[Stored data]
============================================================

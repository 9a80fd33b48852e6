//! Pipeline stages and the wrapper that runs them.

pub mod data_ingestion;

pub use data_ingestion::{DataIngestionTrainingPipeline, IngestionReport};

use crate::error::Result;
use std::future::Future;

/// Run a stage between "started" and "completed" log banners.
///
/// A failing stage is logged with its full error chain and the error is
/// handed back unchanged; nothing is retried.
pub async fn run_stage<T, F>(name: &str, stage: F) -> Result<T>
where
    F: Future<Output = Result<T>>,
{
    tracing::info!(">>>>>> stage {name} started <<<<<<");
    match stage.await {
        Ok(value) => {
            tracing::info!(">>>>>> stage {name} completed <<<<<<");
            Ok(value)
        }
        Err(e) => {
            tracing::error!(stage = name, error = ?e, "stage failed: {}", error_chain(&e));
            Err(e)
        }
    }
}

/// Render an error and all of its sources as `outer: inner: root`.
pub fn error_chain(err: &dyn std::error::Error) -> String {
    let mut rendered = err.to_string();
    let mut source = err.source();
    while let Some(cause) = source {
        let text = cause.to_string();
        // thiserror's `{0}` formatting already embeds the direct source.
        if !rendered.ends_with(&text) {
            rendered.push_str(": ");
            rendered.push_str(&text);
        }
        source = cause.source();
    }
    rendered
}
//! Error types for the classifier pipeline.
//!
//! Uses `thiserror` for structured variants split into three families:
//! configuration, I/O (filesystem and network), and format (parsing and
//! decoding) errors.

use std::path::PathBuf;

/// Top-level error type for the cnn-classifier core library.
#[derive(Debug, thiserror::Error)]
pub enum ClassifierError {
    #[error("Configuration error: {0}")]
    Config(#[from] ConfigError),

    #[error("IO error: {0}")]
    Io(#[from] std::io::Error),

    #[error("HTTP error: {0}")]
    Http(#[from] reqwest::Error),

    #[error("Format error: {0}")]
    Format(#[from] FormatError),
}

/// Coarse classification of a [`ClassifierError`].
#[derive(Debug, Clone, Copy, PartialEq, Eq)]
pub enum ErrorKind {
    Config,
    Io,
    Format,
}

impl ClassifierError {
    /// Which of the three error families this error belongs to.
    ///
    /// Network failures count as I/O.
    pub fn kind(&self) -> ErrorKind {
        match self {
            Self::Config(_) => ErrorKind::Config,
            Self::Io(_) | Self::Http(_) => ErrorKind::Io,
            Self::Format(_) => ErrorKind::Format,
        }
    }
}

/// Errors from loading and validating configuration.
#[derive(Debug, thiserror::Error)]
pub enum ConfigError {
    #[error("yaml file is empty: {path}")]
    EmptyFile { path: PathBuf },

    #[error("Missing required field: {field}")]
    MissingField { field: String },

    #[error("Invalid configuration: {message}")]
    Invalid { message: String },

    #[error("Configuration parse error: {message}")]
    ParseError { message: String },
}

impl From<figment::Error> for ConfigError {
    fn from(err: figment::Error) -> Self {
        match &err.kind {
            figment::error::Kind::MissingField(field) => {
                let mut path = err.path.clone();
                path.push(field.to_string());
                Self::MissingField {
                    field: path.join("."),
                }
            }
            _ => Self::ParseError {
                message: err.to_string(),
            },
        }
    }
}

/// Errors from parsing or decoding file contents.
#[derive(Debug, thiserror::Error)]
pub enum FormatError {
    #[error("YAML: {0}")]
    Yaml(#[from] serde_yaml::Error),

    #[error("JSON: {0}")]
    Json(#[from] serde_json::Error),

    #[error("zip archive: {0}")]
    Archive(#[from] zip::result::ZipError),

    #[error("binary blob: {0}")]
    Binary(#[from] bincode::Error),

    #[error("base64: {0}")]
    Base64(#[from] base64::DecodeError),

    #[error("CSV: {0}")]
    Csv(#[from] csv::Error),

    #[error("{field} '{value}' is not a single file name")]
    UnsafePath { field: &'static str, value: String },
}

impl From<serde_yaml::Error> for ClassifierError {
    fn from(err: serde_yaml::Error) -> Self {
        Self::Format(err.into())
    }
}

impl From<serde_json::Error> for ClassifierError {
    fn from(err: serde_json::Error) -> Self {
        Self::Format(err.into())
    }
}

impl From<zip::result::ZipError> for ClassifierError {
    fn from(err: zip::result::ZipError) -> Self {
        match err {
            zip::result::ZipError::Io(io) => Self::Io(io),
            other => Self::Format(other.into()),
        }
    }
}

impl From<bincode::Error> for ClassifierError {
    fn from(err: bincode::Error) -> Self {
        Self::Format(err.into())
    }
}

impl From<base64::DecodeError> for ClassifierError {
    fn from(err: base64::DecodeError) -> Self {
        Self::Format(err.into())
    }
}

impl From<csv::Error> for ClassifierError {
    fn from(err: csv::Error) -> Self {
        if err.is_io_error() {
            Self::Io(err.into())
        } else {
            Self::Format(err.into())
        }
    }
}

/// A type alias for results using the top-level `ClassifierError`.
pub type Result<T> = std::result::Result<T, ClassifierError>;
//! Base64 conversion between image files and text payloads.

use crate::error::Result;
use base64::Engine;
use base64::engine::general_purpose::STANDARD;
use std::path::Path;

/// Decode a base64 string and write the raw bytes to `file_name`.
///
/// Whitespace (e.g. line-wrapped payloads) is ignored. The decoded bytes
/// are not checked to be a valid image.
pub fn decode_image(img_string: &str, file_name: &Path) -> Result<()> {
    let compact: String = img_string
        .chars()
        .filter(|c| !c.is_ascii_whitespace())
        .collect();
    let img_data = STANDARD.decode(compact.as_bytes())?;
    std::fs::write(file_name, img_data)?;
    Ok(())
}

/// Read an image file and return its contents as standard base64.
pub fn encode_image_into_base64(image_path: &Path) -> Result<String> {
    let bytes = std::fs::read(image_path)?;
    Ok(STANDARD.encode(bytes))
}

============================================================

* WHAT TO DO *
Filter the entries down to the lines containing "Future". Copy each of those lines.

* WRITTEN RESPONSE *
use std::future::Future;
    F: Future<Output = Result<T>>,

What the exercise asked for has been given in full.